Expertise

Jon Tweedale is a partner in the London office and Co-Head of the International Arbitration Practice.

Jon has over 22 years' experience advising on international commercial disputes and has acted as Counsel for multinationals, banks and governments in international arbitrations under most arbitral rules, including arbitrations under the LCIA, ICC, ICSID and UNCITRAL rules seated in London, Paris and Vienna.  He is recognised as a leading individual in international arbitration by Lexology (in association with Global Arbitration Review) (2025) and Chambers & Partners (UK) (2025).

Jon is also a Solicitor-Advocate (Civil Proceedings) of the Supreme Court of England and Wales and has substantial experience advising on proceedings in the Commercial Court in London.

Sectors and industries in which he has particular knowledge and experience include energy (oil, gas and renewables), life sciences (pharma and biopharma, including gene therapy programmes), manufacturing and engineering, banking and finance, retail, hospitality and professional services.

Jon represented BP in the first case brought to trial under the Shorter Trials Scheme (a pilot scheme in the English Commercial Court), in which a US$70 million claim against BP was successfully defeated in the Court of Appeal.  More recently, he represented INEOS in a Commercial Court case which provided important guidance on the exercise of a contractual discretion to withhold consent in the context of a commercial contract (Apache North Sea Limited -v- INEOS FPS Limited [2020] EWHC 2081 (Comm)).

Jon studied law at Downing College, Cambridge University, before training and practising as a solicitor in the international arbitration and commercial litigation practice of Allen & Overy LLP (London office) for over 10 years. 

As well as maintaining his practice as Counsel, Jon sits as an arbitrator.

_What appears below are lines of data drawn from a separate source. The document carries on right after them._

//! Analytics event dispatch.
//!
//! DESIGN
//! ======
//! The shop reports the same event to several trackers at once; here each
//! tracker is an [`AnalyticsSink`] and [`Analytics`] fans every event out to
//! all of them. Sinks are registered by the embedding layer (a tag-manager
//! bridge, a log sink, a test double); the dispatcher neither knows nor
//! cares what is behind them. Dispatch also emits a `tracing` debug line,
//! the successor of the original's console echo.

use serde_json::Value;

/// A named event with arbitrary JSON parameters.
#[derive(Clone, Debug, PartialEq, Eq)]
pub struct AnalyticsEvent {
    pub name: String,
    pub params: Value,
}

/// Destination for analytics events. Implementations must not fail dispatch.
pub trait AnalyticsSink {
    fn record(&mut self, event: &AnalyticsEvent);
}

/// Fan-out dispatcher over registered sinks.
#[derive(Default)]
pub struct Analytics {
    sinks: Vec<Box<dyn AnalyticsSink>>,
}

impl Analytics {
    #[must_use]
    pub fn new() -> Self {
        Self::default()
    }

    /// Register a sink; every subsequent event reaches it.
    pub fn register(&mut self, sink: Box<dyn AnalyticsSink>) {
        self.sinks.push(sink);
    }

    /// Dispatch `name` with `params` to every sink.
    pub fn track(&mut self, name: &str, params: Value) {
        let event = AnalyticsEvent {
            name: name.to_owned(),
            params,
        };
        tracing::debug!(event = %event.name, "analytics event");
        for sink in &mut self.sinks {
            sink.record(&event);
        }
    }

    /// Page-view event, fired once per navigation.
    pub fn page_view(&mut self, page_path: &str, page_title: &str) {
        self.track(
            "page_view",
            serde_json::json!({
                "page_path": page_path,
                "page_title": page_title,
            }),
        );
    }

    /// Product-link click event.
    pub fn product_click(&mut self, product_name: &str, product_url: &str) {
        self.track(
            "product_click",
            serde_json::json!({
                "product_name": product_name,
                "product_url": product_url,
            }),
        );
    }

    /// Scroll-depth event for a newly reached bucket.
    pub fn scroll_depth(&mut self, depth: u32) {
        self.track("scroll_depth", serde_json::json!({ "depth": depth }));
    }
}

// =============================================================================
// SCROLL DEPTH
// =============================================================================

/// Bucket size for scroll-depth reporting, in percent.
const SCROLL_BUCKET_PERCENT: u32 = 25;

/// Tracks how far down the page the shopper has been, in 25% buckets.
///
/// Each bucket fires at most once per page, starting at 25%.
#[derive(Debug, Default)]
pub struct ScrollDepthTracker {
    max_bucket: u32,
}

impl ScrollDepthTracker {
    #[must_use]
    pub fn new() -> Self {
        Self::default()
    }

    /// Feed a scroll sample; returns a newly reached bucket, if any.
    ///
    /// `scroll_y` is the current offset, `page_height` the full document
    /// height, `viewport` the window height.
    pub fn on_scroll(&mut self, scroll_y: f64, page_height: f64, viewport: f64) -> Option<u32> {
        let scrollable = page_height - viewport;
        if scrollable <= 0.0 {
            return None;
        }

        let percent = (scroll_y / scrollable * 100.0).clamp(0.0, 100.0);
        if percent < f64::from(SCROLL_BUCKET_PERCENT) {
            return None;
        }

        let bucket = (percent as u32) / SCROLL_BUCKET_PERCENT * SCROLL_BUCKET_PERCENT;
        if bucket <= self.max_bucket {
            return None;
        }

        self.max_bucket = bucket;
        Some(bucket)
    }
}

#[cfg(test)]
#[path = "analytics_test.rs"]
mod tests;
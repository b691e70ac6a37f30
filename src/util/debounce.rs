//! Debounce and throttle primitives.
//!
//! The search box and filter form coalesce bursts of input before hitting
//! the network; scroll handlers sample at a fixed cadence. Both primitives
//! take explicit [`Instant`]s instead of reading a clock, so the timing
//! logic is testable without sleeping.

use std::time::{Duration, Instant};

/// Default input-coalescing delay for network-bound handlers.
pub const API_DEBOUNCE: Duration = Duration::from_millis(300);

/// Sampling interval for scroll-driven handlers.
pub const SCROLL_THROTTLE: Duration = Duration::from_millis(100);

/// Trailing-edge debouncer: fires once input has been quiet for the delay.
///
/// Each [`poke`](Self::poke) re-arms the deadline; [`ready`](Self::ready)
/// reports (and consumes) a fire once the deadline has passed.
#[derive(Clone, Copy, Debug)]
pub struct Debouncer {
    delay: Duration,
    deadline: Option<Instant>,
}

impl Debouncer {
    #[must_use]
    pub fn new(delay: Duration) -> Self {
        Self {
            delay,
            deadline: None,
        }
    }

    /// Record an input at `now`, postponing any pending fire.
    pub fn poke(&mut self, now: Instant) {
        self.deadline = Some(now + self.delay);
    }

    /// Whether the pending fire is due at `now`. Consumes the fire.
    pub fn ready(&mut self, now: Instant) -> bool {
        match self.deadline {
            Some(deadline) if now >= deadline => {
                self.deadline = None;
                true
            }
            _ => false,
        }
    }

    /// Drop any pending fire.
    pub fn cancel(&mut self) {
        self.deadline = None;
    }
}

/// Leading-edge throttle: lets the first call through, then suppresses
/// until the interval has elapsed.
#[derive(Clone, Copy, Debug)]
pub struct Throttle {
    interval: Duration,
    last: Option<Instant>,
}

impl Throttle {
    #[must_use]
    pub fn new(interval: Duration) -> Self {
        Self {
            interval,
            last: None,
        }
    }

    /// Whether a call at `now` may proceed.
    pub fn allow(&mut self, now: Instant) -> bool {
        match self.last {
            Some(last) if now.duration_since(last) < self.interval => false,
            _ => {
                self.last = Some(now);
                true
            }
        }
    }
}

#[cfg(test)]
#[path = "debounce_test.rs"]
mod tests;
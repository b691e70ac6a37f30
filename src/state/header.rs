//! Sticky header scroll physics.
//!
//! The header condenses once the page has scrolled past a threshold, hides
//! when the shopper keeps scrolling down past a second threshold, and
//! reappears the moment they scroll back up. Input arrives as the current
//! vertical offset; callers throttle delivery (the original samples at
//! 100 ms) with [`crate::util::debounce::Throttle`].

/// Offset past which the header renders condensed.
pub const CONDENSE_THRESHOLD_PX: f64 = 100.0;

/// Offset past which downward scrolling hides the header.
pub const HIDE_THRESHOLD_PX: f64 = 200.0;

/// Whether the header is on screen.
#[derive(Clone, Copy, Debug, PartialEq, Eq)]
pub enum HeaderVisibility {
    Shown,
    Hidden,
}

/// What the renderer applies after a scroll sample.
#[derive(Clone, Copy, Debug, PartialEq)]
pub struct HeaderFrame {
    pub condensed: bool,
    pub visibility: HeaderVisibility,
}

/// Scroll-direction state machine for the sticky header.
#[derive(Debug, Default)]
pub struct StickyHeader {
    last_offset: f64,
}

impl StickyHeader {
    #[must_use]
    pub fn new() -> Self {
        Self::default()
    }

    /// Feed the current vertical offset and get the resulting header frame.
    pub fn on_scroll(&mut self, offset: f64) -> HeaderFrame {
        let frame = if offset > CONDENSE_THRESHOLD_PX {
            let visibility = if offset > self.last_offset && offset > HIDE_THRESHOLD_PX {
                HeaderVisibility::Hidden
            } else {
                HeaderVisibility::Shown
            };
            HeaderFrame {
                condensed: true,
                visibility,
            }
        } else {
            HeaderFrame {
                condensed: false,
                visibility: HeaderVisibility::Shown,
            }
        };

        self.last_offset = offset;
        frame
    }
}

#[cfg(test)]
#[path = "header_test.rs"]
mod tests;
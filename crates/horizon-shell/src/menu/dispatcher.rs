//! Command resolution and execution.
//!
//! [`CommandDispatcher::execute`] takes either a node the caller already
//! holds or a node id, and runs exactly one thing:
//!
//! 1. the node's click action, awaited, with its error handed back unchanged;
//! 2. otherwise its shortcut, through the [`ShortcutGateway`];
//! 3. otherwise nothing.
//!
//! An id that matches no node is not an error.

use std::fmt;
use std::sync::Arc;

use horizon_shell_core::logging::{span_names, targets};
use horizon_shell_core::{ActionError, MenuAction, MenuNode, ShortcutGateway};
use static_assertions::assert_impl_all;
use tracing::Instrument;

use super::registry::MenuRegistry;

/// What [`CommandDispatcher::execute`] was asked to run.
#[derive(Debug, Clone, Copy)]
pub enum CommandTarget<'a> {
    /// A node reference, used as is.
    Node(&'a Arc<MenuNode>),
    /// A node id, looked up in the registry.
    Id(&'a str),
}

impl<'a> From<&'a Arc<MenuNode>> for CommandTarget<'a> {
    fn from(node: &'a Arc<MenuNode>) -> Self {
        Self::Node(node)
    }
}

impl<'a> From<&'a str> for CommandTarget<'a> {
    fn from(id: &'a str) -> Self {
        Self::Id(id)
    }
}

impl<'a> From<&'a String> for CommandTarget<'a> {
    fn from(id: &'a String) -> Self {
        Self::Id(id)
    }
}

/// Which branch an `execute` call took.
#[derive(Debug, Clone, Copy, PartialEq, Eq)]
pub enum DispatchOutcome {
    /// The click action ran to completion.
    Clicked,
    /// The shortcut was handed to the gateway.
    ShortcutExecuted,
    /// No node carries the requested id.
    Unresolved,
    /// The node has no action.
    Inert,
}

/// Resolves commands against a [`MenuRegistry`] and runs them.
///
/// The dispatcher keeps no state between calls. Concurrent calls are not
/// serialized, and an in-flight click action is never cancelled.
#[derive(Clone)]
pub struct CommandDispatcher {
    registry: Arc<MenuRegistry>,
    shortcuts: Arc<dyn ShortcutGateway>,
}

impl CommandDispatcher {
    /// Create a dispatcher over `registry`, delegating shortcuts to `shortcuts`.
    pub fn new(registry: Arc<MenuRegistry>, shortcuts: Arc<dyn ShortcutGateway>) -> Self {
        Self {
            registry,
            shortcuts,
        }
    }

    /// The registry ids are resolved against.
    pub fn registry(&self) -> &Arc<MenuRegistry> {
        &self.registry
    }

    /// Resolve `target` to a node.
    ///
    /// A node reference resolves to itself without touching the registry.
    pub fn resolve<'a>(&self, target: impl Into<CommandTarget<'a>>) -> Option<Arc<MenuNode>> {
        match target.into() {
            CommandTarget::Node(node) => Some(node.clone()),
            CommandTarget::Id(id) => self.registry.find_by_id(id),
        }
    }

    /// Execute the command identified by `target`.
    ///
    /// Completes only after the click action (if any) completes. A failing
    /// click action's error is returned exactly as the action produced it.
    pub async fn execute<'a>(
        &self,
        target: impl Into<CommandTarget<'a>>,
    ) -> Result<DispatchOutcome, ActionError> {
        let target = target.into();
        // The registry lock is released here, before anything is awaited.
        let Some(node) = self.resolve(target) else {
            if let CommandTarget::Id(id) = target {
                tracing::debug!(target: targets::DISPATCH, id, "no menu item with this id");
            }
            return Ok(DispatchOutcome::Unresolved);
        };

        match node.action() {
            MenuAction::Click(action) => {
                let span = tracing::debug_span!(
                    target: targets::DISPATCH,
                    span_names::DISPATCH,
                    id = node.id(),
                    text = node.text()
                );
                action.invoke().instrument(span).await?;
                Ok(DispatchOutcome::Clicked)
            }
            MenuAction::Shortcut(shortcut) => {
                tracing::trace!(
                    target: targets::DISPATCH,
                    id = node.id(),
                    shortcut = shortcut.name(),
                    "delegating to shortcut"
                );
                self.shortcuts.execute(shortcut);
                Ok(DispatchOutcome::ShortcutExecuted)
            }
            MenuAction::None => {
                tracing::trace!(target: targets::DISPATCH, id = node.id(), text = node.text(), "menu item is inert");
                Ok(DispatchOutcome::Inert)
            }
        }
    }

    /// Execute on the current thread, blocking until the command completes.
    pub fn execute_blocking<'a>(
        &self,
        target: impl Into<CommandTarget<'a>>,
    ) -> Result<DispatchOutcome, ActionError> {
        pollster::block_on(self.execute(target))
    }
}

impl fmt::Debug for CommandDispatcher {
    fn fmt(&self, f: &mut fmt::Formatter<'_>) -> fmt::Result {
        f.debug_struct("CommandDispatcher")
            .field("registry", &self.registry)
            .finish_non_exhaustive()
    }
}

assert_impl_all!(CommandDispatcher: Send, Sync);

#[cfg(test)]
mod tests {
    use super::*;
    use horizon_shell_core::{ClickAction, Shortcut, ShortcutRef};
    use parking_lot::Mutex;
    use std::sync::atomic::{AtomicBool, AtomicUsize, Ordering};
    use std::time::Duration;

    #[derive(Default)]
    struct RecordingGateway {
        executed: Mutex<Vec<String>>,
    }

    impl ShortcutGateway for RecordingGateway {
        fn get_by_name(&self, _name: &str) -> Option<ShortcutRef> {
            None
        }

        fn execute(&self, shortcut: &ShortcutRef) {
            self.executed.lock().push(shortcut.name().to_string());
        }
    }

    #[derive(Debug, thiserror::Error)]
    #[error("disk full")]
    struct DiskFull;

    fn dispatcher(items: Vec<Arc<MenuNode>>) -> (CommandDispatcher, Arc<RecordingGateway>) {
        let gateway = Arc::new(RecordingGateway::default());
        let registry = Arc::new(MenuRegistry::with_items(items));
        (CommandDispatcher::new(registry, gateway.clone()), gateway)
    }

    #[tokio::test]
    async fn test_click_is_awaited_once() {
        let hits = Arc::new(AtomicUsize::new(0));
        let finished = Arc::new(AtomicBool::new(false));
        let (h, f) = (hits.clone(), finished.clone());
        let node = Arc::new(MenuNode::new("Save").with_click(ClickAction::new(move || {
            let (h, f) = (h.clone(), f.clone());
            async move {
                h.fetch_add(1, Ordering::SeqCst);
                tokio::time::sleep(Duration::from_millis(10)).await;
                f.store(true, Ordering::SeqCst);
                Ok(())
            }
        })));
        let (dispatcher, gateway) = dispatcher(vec![]);

        let outcome = dispatcher.execute(&node).await.unwrap();

        assert_eq!(outcome, DispatchOutcome::Clicked);
        assert_eq!(hits.load(Ordering::SeqCst), 1);
        assert!(finished.load(Ordering::SeqCst));
        assert!(gateway.executed.lock().is_empty());
    }

    #[tokio::test]
    async fn test_click_error_is_returned_unchanged() {
        let node = Arc::new(
            MenuNode::new("Save").with_click(ClickAction::from_fn(|| Err(DiskFull.into()))),
        );
        let (dispatcher, _) = dispatcher(vec![node.clone()]);

        let err = dispatcher.execute(&node).await.unwrap_err();
        assert!(err.downcast_ref::<DiskFull>().is_some());
        assert_eq!(err.to_string(), "disk full");
    }

    #[tokio::test]
    async fn test_shortcut_path() {
        let s1: ShortcutRef = Arc::new(Shortcut::new("S1", None));
        let node = Arc::new(MenuNode::new("New").with_shortcut(s1));
        let (dispatcher, gateway) = dispatcher(vec![]);

        let outcome = dispatcher.execute(&node).await.unwrap();

        assert_eq!(outcome, DispatchOutcome::ShortcutExecuted);
        assert_eq!(*gateway.executed.lock(), ["S1"]);
    }

    #[tokio::test]
    async fn test_execute_by_id_searches_nested() {
        let hits = Arc::new(AtomicUsize::new(0));
        let h = hits.clone();
        let file = Arc::new(MenuNode::submenu(
            "File",
            [MenuNode::new("Exit").with_id("file.exit").with_click(ClickAction::from_fn(
                move || {
                    h.fetch_add(1, Ordering::SeqCst);
                    Ok(())
                },
            ))],
        ));
        let (dispatcher, _) = dispatcher(vec![file]);

        let outcome = dispatcher.execute("file.exit").await.unwrap();
        assert_eq!(outcome, DispatchOutcome::Clicked);
        assert_eq!(hits.load(Ordering::SeqCst), 1);
    }

    #[tokio::test]
    async fn test_unknown_id_is_silent() {
        let (dispatcher, gateway) = dispatcher(vec![Arc::new(MenuNode::new("File"))]);

        let outcome = dispatcher.execute("does.not.exist").await.unwrap();

        assert_eq!(outcome, DispatchOutcome::Unresolved);
        assert!(gateway.executed.lock().is_empty());
    }

    #[tokio::test]
    async fn test_inert_node() {
        let zoom = Arc::new(MenuNode::new("Zoom In").with_help_text("Ctrl + +"));
        let (dispatcher, gateway) = dispatcher(vec![]);

        assert_eq!(dispatcher.execute(&zoom).await.unwrap(), DispatchOutcome::Inert);
        assert!(gateway.executed.lock().is_empty());
    }

    #[tokio::test]
    async fn test_node_reference_bypasses_registry() {
        // The node is not in the registry at all.
        let s1: ShortcutRef = Arc::new(Shortcut::new("S1", None));
        let detached = Arc::new(MenuNode::new("Detached").with_id("x").with_shortcut(s1));
        let (dispatcher, gateway) = dispatcher(vec![]);

        assert_eq!(
            dispatcher.execute(&detached).await.unwrap(),
            DispatchOutcome::ShortcutExecuted
        );
        assert_eq!(dispatcher.execute("x").await.unwrap(), DispatchOutcome::Unresolved);
        assert_eq!(gateway.executed.lock().len(), 1);
    }

    #[tokio::test]
    async fn test_action_may_mutate_registry() {
        let registry = Arc::new(MenuRegistry::new());
        let gateway: Arc<dyn ShortcutGateway> = Arc::new(RecordingGateway::default());
        let inner = registry.clone();
        registry.add_item(
            MenuNode::new("Add Tools")
                .with_id("add.tools")
                .with_click(ClickAction::from_fn(move || {
                    inner.add_item(MenuNode::new("Tools"));
                    Ok(())
                })),
        );
        let dispatcher = CommandDispatcher::new(registry.clone(), gateway);

        dispatcher.execute("add.tools").await.unwrap();
        assert_eq!(registry.len(), 2);
    }

    #[tokio::test]
    async fn test_execute_while_iterating_items() {
        let registry = Arc::new(MenuRegistry::new());
        let gateway: Arc<dyn ShortcutGateway> = Arc::new(RecordingGateway::default());
        for text in ["Window", "Tools"] {
            let inner = registry.clone();
            registry.add_item(MenuNode::new(text).with_click(ClickAction::from_fn(move || {
                inner.add_item(MenuNode::new("Extra"));
                Ok(())
            })));
        }
        let dispatcher = CommandDispatcher::new(registry.clone(), gateway);

        for node in registry.items().iter() {
            assert_eq!(dispatcher.execute(node).await.unwrap(), DispatchOutcome::Clicked);
        }
        assert_eq!(registry.len(), 4);
    }

    #[test]
    fn test_execute_blocking() {
        let hits = Arc::new(AtomicUsize::new(0));
        let h = hits.clone();
        let node = Arc::new(MenuNode::new("Undo").with_id("edit.undo").with_click(
            ClickAction::from_fn(move || {
                h.fetch_add(1, Ordering::SeqCst);
                Ok(())
            }),
        ));
        let (dispatcher, _) = dispatcher(vec![node]);
        let id = String::from("edit.undo");

        assert_eq!(dispatcher.execute_blocking(&id).unwrap(), DispatchOutcome::Clicked);
        assert_eq!(hits.load(Ordering::SeqCst), 1);
    }
}
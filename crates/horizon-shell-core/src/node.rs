//! The menu node model.
//!
//! A [`MenuNode`] is one entry in the command tree: a command, a divider, or
//! a submenu container. Nodes are built once with the `with_*` builder
//! methods and are immutable afterwards; trees share nodes through `Arc` so
//! that a node reference handed to the UI stays valid and identity-comparable.
//!
//! # Example
//!
//! ```
//! use horizon_shell_core::node::{ClickAction, MenuNode};
//!
//! let file = MenuNode::new("File")
//!     .with_child(MenuNode::new("New").with_id("file.new"))
//!     .with_child(MenuNode::divider())
//!     .with_child(
//!         MenuNode::new("Save")
//!             .with_id("file.save")
//!             .with_icon("save-icon")
//!             .with_click(ClickAction::from_fn(|| Ok(()))),
//!     );
//!
//! assert_eq!(file.children().len(), 3);
//! assert!(file.children()[1].is_divider());
//! ```

use std::fmt;
use std::future::Future;
use std::sync::Arc;

use futures_util::future::{BoxFuture, FutureExt};
use static_assertions::assert_impl_all;

use crate::error::ActionResult;
use crate::shortcut::ShortcutRef;

// ============================================================================
// Click Action
// ============================================================================

type ClickFn = dyn Fn() -> BoxFuture<'static, ActionResult> + Send + Sync;

/// A zero-argument, possibly asynchronous command attached to a menu entry.
///
/// Cloning is cheap; clones share the same underlying closure.
#[derive(Clone)]
pub struct ClickAction {
    run: Arc<ClickFn>,
}

impl ClickAction {
    /// Create an action from an async closure.
    pub fn new<F, Fut>(action: F) -> Self
    where
        F: Fn() -> Fut + Send + Sync + 'static,
        Fut: Future<Output = ActionResult> + Send + 'static,
    {
        Self {
            run: Arc::new(move || action().boxed()),
        }
    }

    /// Create an action from a synchronous closure.
    pub fn from_fn<F>(action: F) -> Self
    where
        F: Fn() -> ActionResult + Send + Sync + 'static,
    {
        Self {
            run: Arc::new(move || futures_util::future::ready(action()).boxed()),
        }
    }

    /// Start the action. The returned future completes when the action does.
    pub fn invoke(&self) -> BoxFuture<'static, ActionResult> {
        (self.run)()
    }
}

impl fmt::Debug for ClickAction {
    fn fmt(&self, f: &mut fmt::Formatter<'_>) -> fmt::Result {
        f.write_str("ClickAction(..)")
    }
}

// ============================================================================
// Menu Action
// ============================================================================

/// What happens when a menu entry is executed.
///
/// Modelling this as a sum type means an entry can never carry both a click
/// action and a shortcut reference.
#[derive(Clone, Debug, Default)]
pub enum MenuAction {
    /// Display-only entry (dividers, submenu containers, inert items).
    #[default]
    None,
    /// Run a click action and await it.
    Click(ClickAction),
    /// Delegate to the shortcut gateway.
    Shortcut(ShortcutRef),
}

impl MenuAction {
    /// Build a shortcut action from an optional lookup result.
    ///
    /// A missing shortcut yields [`MenuAction::None`], which leaves the entry
    /// inert rather than failing the menu build.
    pub fn from_shortcut(shortcut: Option<ShortcutRef>) -> Self {
        shortcut.map_or(MenuAction::None, MenuAction::Shortcut)
    }

    /// Check if this is [`MenuAction::None`].
    pub fn is_none(&self) -> bool {
        matches!(self, MenuAction::None)
    }
}

// ============================================================================
// Menu Node
// ============================================================================

/// One entry in the command tree.
pub struct MenuNode {
    id: Option<String>,
    text: Option<String>,
    icon: Option<String>,
    help_text: Option<String>,
    action: MenuAction,
    is_divider: bool,
    children: Vec<Arc<MenuNode>>,
}

impl MenuNode {
    /// Create a new entry with the given display text.
    pub fn new(text: impl Into<String>) -> Self {
        Self {
            id: None,
            text: Some(text.into()),
            icon: None,
            help_text: None,
            action: MenuAction::None,
            is_divider: false,
            children: Vec::new(),
        }
    }

    /// Create a divider (a purely visual separator).
    pub fn divider() -> Self {
        Self {
            id: None,
            text: None,
            icon: None,
            help_text: None,
            action: MenuAction::None,
            is_divider: true,
            children: Vec::new(),
        }
    }

    /// Create a submenu container with the given children.
    pub fn submenu<I, N>(text: impl Into<String>, children: I) -> Self
    where
        I: IntoIterator<Item = N>,
        N: Into<Arc<MenuNode>>,
    {
        Self::new(text).with_children(children)
    }

    // =========================================================================
    // Builder Pattern
    // =========================================================================

    /// Set the stable identifier.
    pub fn with_id(mut self, id: impl Into<String>) -> Self {
        self.id = Some(id.into());
        self
    }

    /// Set the icon token.
    pub fn with_icon(mut self, icon: impl Into<String>) -> Self {
        self.icon = Some(icon.into());
        self
    }

    /// Set the help text (e.g. a key combination shown next to the label).
    pub fn with_help_text(mut self, help_text: impl Into<String>) -> Self {
        self.help_text = Some(help_text.into());
        self
    }

    /// Attach a click action, replacing any previous action.
    pub fn with_click(mut self, action: ClickAction) -> Self {
        self.action = MenuAction::Click(action);
        self
    }

    /// Attach a shortcut reference, replacing any previous action.
    pub fn with_shortcut(mut self, shortcut: ShortcutRef) -> Self {
        self.action = MenuAction::Shortcut(shortcut);
        self
    }

    /// Set the action directly.
    pub fn with_action(mut self, action: MenuAction) -> Self {
        self.action = action;
        self
    }

    /// Append a child entry.
    pub fn with_child(mut self, child: impl Into<Arc<MenuNode>>) -> Self {
        self.children.push(child.into());
        self
    }

    /// Append several child entries.
    pub fn with_children<I, N>(mut self, children: I) -> Self
    where
        I: IntoIterator<Item = N>,
        N: Into<Arc<MenuNode>>,
    {
        self.children.extend(children.into_iter().map(Into::into));
        self
    }

    // =========================================================================
    // Accessors
    // =========================================================================

    /// The stable identifier, if any.
    pub fn id(&self) -> Option<&str> {
        self.id.as_deref()
    }

    /// The display label. `None` for dividers.
    pub fn text(&self) -> Option<&str> {
        self.text.as_deref()
    }

    /// The icon token, if any.
    pub fn icon(&self) -> Option<&str> {
        self.icon.as_deref()
    }

    /// The help text, if any.
    pub fn help_text(&self) -> Option<&str> {
        self.help_text.as_deref()
    }

    /// The hint a UI shows next to the label: explicit help text, or the
    /// key sequence of the bound shortcut.
    pub fn display_hint(&self) -> Option<String> {
        match (&self.help_text, &self.action) {
            (Some(help), _) => Some(help.clone()),
            (None, MenuAction::Shortcut(shortcut)) => shortcut.help_text(),
            _ => None,
        }
    }

    /// The action run when this entry is executed.
    pub fn action(&self) -> &MenuAction {
        &self.action
    }

    /// The click action, if this entry has one.
    pub fn click_action(&self) -> Option<&ClickAction> {
        match &self.action {
            MenuAction::Click(action) => Some(action),
            _ => None,
        }
    }

    /// The shortcut reference, if this entry has one.
    pub fn shortcut_ref(&self) -> Option<&ShortcutRef> {
        match &self.action {
            MenuAction::Shortcut(shortcut) => Some(shortcut),
            _ => None,
        }
    }

    /// Check if this entry is a divider.
    pub fn is_divider(&self) -> bool {
        self.is_divider
    }

    /// Check if this entry has children.
    pub fn is_submenu(&self) -> bool {
        !self.children.is_empty()
    }

    /// The child entries, in display order.
    pub fn children(&self) -> &[Arc<MenuNode>] {
        &self.children
    }
}

impl fmt::Debug for MenuNode {
    fn fmt(&self, f: &mut fmt::Formatter<'_>) -> fmt::Result {
        let bare = self.id.is_none()
            && self.text.is_none()
            && self.icon.is_none()
            && self.help_text.is_none()
            && self.action.is_none()
            && self.children.is_empty();
        if self.is_divider && bare {
            return f.write_str("MenuNode::Divider");
        }
        f.debug_struct("MenuNode")
            .field("is_divider", &self.is_divider)
            .field("id", &self.id)
            .field("text", &self.text)
            .field("icon", &self.icon)
            .field("help_text", &self.help_text)
            .field("action", &self.action)
            .field("children", &self.children)
            .finish()
    }
}

assert_impl_all!(MenuNode: Send, Sync);
assert_impl_all!(ClickAction: Send, Sync);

Jon's experience includes:

  • Representing the Islamic Republic of Pakistan, successfully defending an investment treaty claim under the OIC Treaty seeking damages in excess of US$420m.
  • Representing the Libyan NOC defending a US$1 billion claim relating to the development of an oil field in North Africa (ICC rules, Paris seat).
  • Representing an oil supermajor in a joint venture dispute relating to its logistics operations in North Africa (ICC rules, London seat).
  • Representing an oil supermajor in an arbitration arising from an M&A business disposal in Southern Africa (LCIA rules, London seat).
  • Sitting as Arbitrator in a major ICC arbitration arising from a multi-billion dollar M&A transaction in the oil and gas sector in Latin America.